What is required: Please copy every line from the following entries in which the word "Chess" appears.

Saved data entries:
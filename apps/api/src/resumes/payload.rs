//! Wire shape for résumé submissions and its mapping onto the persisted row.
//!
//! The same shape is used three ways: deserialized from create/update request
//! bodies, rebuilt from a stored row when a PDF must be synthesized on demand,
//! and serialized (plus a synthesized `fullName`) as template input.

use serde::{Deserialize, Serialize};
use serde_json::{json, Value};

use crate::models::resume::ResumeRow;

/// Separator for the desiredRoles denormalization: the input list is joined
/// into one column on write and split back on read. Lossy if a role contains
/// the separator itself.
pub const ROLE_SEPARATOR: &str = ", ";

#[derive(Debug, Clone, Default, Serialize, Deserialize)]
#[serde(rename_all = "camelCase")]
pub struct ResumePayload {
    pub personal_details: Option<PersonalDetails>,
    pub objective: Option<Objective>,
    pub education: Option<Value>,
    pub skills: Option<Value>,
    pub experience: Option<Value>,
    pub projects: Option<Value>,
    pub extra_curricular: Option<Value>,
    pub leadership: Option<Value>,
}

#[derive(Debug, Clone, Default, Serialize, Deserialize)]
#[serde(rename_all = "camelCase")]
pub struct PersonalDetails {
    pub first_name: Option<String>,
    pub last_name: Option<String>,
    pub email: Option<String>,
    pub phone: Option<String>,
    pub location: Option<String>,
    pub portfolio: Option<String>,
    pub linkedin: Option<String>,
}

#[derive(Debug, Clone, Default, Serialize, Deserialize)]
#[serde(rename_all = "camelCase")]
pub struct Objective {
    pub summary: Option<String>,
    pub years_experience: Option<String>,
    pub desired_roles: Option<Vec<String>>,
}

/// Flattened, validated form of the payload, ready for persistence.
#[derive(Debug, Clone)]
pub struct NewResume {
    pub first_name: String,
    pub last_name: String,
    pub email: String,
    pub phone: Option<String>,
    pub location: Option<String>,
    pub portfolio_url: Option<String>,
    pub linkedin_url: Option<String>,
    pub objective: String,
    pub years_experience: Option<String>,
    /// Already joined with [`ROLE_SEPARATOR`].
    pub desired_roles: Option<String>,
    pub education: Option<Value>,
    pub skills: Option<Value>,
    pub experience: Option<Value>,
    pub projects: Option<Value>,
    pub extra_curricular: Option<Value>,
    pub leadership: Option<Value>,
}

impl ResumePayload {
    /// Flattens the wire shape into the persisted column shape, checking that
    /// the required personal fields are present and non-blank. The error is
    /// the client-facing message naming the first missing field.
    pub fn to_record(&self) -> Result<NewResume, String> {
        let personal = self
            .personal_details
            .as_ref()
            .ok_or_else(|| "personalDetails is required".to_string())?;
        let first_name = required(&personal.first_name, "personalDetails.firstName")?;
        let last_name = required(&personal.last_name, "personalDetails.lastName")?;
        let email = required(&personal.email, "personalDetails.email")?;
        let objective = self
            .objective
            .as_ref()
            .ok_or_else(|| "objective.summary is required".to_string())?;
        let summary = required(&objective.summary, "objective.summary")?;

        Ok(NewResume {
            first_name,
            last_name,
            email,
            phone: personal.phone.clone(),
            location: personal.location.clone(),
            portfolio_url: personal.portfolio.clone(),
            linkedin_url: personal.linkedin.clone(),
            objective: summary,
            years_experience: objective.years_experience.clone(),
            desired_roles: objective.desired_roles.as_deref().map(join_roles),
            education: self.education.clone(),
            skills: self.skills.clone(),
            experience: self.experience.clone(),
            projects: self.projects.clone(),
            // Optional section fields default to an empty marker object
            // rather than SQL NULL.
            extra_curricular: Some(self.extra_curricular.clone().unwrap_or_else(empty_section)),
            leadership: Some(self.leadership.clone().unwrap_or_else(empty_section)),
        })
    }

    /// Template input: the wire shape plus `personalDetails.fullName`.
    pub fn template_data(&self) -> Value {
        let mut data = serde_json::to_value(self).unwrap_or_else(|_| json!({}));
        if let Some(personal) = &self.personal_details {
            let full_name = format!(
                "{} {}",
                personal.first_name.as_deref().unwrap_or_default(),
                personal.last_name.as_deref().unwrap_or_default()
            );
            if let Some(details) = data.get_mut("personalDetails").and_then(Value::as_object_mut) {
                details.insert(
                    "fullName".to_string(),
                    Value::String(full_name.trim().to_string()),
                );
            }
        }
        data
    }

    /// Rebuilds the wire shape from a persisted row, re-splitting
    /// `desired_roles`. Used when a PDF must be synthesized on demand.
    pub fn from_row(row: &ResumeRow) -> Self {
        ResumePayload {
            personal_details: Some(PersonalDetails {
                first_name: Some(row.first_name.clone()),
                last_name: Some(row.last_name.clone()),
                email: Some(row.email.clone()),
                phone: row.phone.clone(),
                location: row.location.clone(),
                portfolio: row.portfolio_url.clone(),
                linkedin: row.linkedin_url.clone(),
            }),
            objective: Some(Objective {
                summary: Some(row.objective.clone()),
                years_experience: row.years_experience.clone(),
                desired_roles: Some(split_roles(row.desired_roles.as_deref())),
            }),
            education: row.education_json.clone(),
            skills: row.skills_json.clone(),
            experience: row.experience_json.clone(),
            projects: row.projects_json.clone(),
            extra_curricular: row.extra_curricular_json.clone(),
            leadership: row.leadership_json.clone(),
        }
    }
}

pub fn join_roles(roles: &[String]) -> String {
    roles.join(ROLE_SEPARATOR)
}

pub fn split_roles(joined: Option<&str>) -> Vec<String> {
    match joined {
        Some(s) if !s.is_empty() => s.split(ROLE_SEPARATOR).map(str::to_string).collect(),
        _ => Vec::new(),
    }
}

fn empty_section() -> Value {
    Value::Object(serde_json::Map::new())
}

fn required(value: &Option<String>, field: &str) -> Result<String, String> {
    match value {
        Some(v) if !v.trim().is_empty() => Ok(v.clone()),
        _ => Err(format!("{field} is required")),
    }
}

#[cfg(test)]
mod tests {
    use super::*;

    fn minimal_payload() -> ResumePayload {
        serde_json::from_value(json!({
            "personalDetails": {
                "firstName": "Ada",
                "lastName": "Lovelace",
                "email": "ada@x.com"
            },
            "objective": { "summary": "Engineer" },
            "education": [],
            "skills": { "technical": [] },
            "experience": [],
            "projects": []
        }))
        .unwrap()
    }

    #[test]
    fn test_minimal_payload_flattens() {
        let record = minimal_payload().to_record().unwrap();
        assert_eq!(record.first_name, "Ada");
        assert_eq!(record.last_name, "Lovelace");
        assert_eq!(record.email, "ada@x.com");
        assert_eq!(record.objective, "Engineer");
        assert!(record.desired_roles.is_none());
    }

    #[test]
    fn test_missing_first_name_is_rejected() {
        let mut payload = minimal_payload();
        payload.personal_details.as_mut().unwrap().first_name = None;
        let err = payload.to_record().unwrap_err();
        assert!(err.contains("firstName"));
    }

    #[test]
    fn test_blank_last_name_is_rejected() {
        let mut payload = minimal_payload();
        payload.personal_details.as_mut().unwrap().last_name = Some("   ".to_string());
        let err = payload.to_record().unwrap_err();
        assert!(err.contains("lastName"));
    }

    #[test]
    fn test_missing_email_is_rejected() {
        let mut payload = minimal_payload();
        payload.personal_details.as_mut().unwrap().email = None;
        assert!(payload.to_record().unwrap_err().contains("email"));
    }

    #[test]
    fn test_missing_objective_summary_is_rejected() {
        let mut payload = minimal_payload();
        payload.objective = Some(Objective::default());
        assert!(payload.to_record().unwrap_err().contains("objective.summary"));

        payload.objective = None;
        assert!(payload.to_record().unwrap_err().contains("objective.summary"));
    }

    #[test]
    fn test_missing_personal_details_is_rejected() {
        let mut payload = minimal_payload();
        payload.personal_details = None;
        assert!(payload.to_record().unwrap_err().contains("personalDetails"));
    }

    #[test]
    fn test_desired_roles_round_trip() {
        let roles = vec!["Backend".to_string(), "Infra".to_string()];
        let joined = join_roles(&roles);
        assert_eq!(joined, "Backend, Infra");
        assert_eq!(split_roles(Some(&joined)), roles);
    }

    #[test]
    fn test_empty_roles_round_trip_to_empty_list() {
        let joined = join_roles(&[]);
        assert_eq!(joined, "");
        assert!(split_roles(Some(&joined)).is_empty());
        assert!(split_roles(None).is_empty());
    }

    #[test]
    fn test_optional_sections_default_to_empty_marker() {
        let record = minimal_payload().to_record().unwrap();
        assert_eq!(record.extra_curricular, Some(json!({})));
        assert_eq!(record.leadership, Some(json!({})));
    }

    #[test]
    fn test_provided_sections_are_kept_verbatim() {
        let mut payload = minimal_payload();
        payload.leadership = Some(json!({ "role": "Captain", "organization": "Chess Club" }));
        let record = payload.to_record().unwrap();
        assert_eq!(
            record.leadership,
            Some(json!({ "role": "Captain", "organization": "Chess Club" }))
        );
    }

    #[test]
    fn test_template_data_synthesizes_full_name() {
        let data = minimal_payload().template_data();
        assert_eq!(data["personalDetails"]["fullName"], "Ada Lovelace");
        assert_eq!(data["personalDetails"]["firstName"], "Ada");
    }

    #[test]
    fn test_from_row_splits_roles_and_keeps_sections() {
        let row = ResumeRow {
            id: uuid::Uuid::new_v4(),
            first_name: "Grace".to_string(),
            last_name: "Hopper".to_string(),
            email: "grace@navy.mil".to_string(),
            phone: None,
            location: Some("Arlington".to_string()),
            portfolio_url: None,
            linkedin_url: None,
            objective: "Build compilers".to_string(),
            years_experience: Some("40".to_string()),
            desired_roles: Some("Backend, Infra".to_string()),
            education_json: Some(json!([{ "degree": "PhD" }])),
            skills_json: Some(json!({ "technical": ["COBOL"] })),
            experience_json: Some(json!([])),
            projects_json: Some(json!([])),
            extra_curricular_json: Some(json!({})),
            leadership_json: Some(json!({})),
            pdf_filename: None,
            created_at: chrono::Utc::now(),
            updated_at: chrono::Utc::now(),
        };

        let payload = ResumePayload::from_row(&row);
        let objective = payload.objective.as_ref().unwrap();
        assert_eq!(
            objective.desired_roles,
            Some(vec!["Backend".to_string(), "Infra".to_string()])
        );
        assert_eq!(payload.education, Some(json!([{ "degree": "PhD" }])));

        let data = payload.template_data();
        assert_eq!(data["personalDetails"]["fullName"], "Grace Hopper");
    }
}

Task solution:
        payload.leadership = Some(json!({ "role": "Captain", "organization": "Chess Club" }));
            Some(json!({ "role": "Captain", "organization": "Chess Club" }))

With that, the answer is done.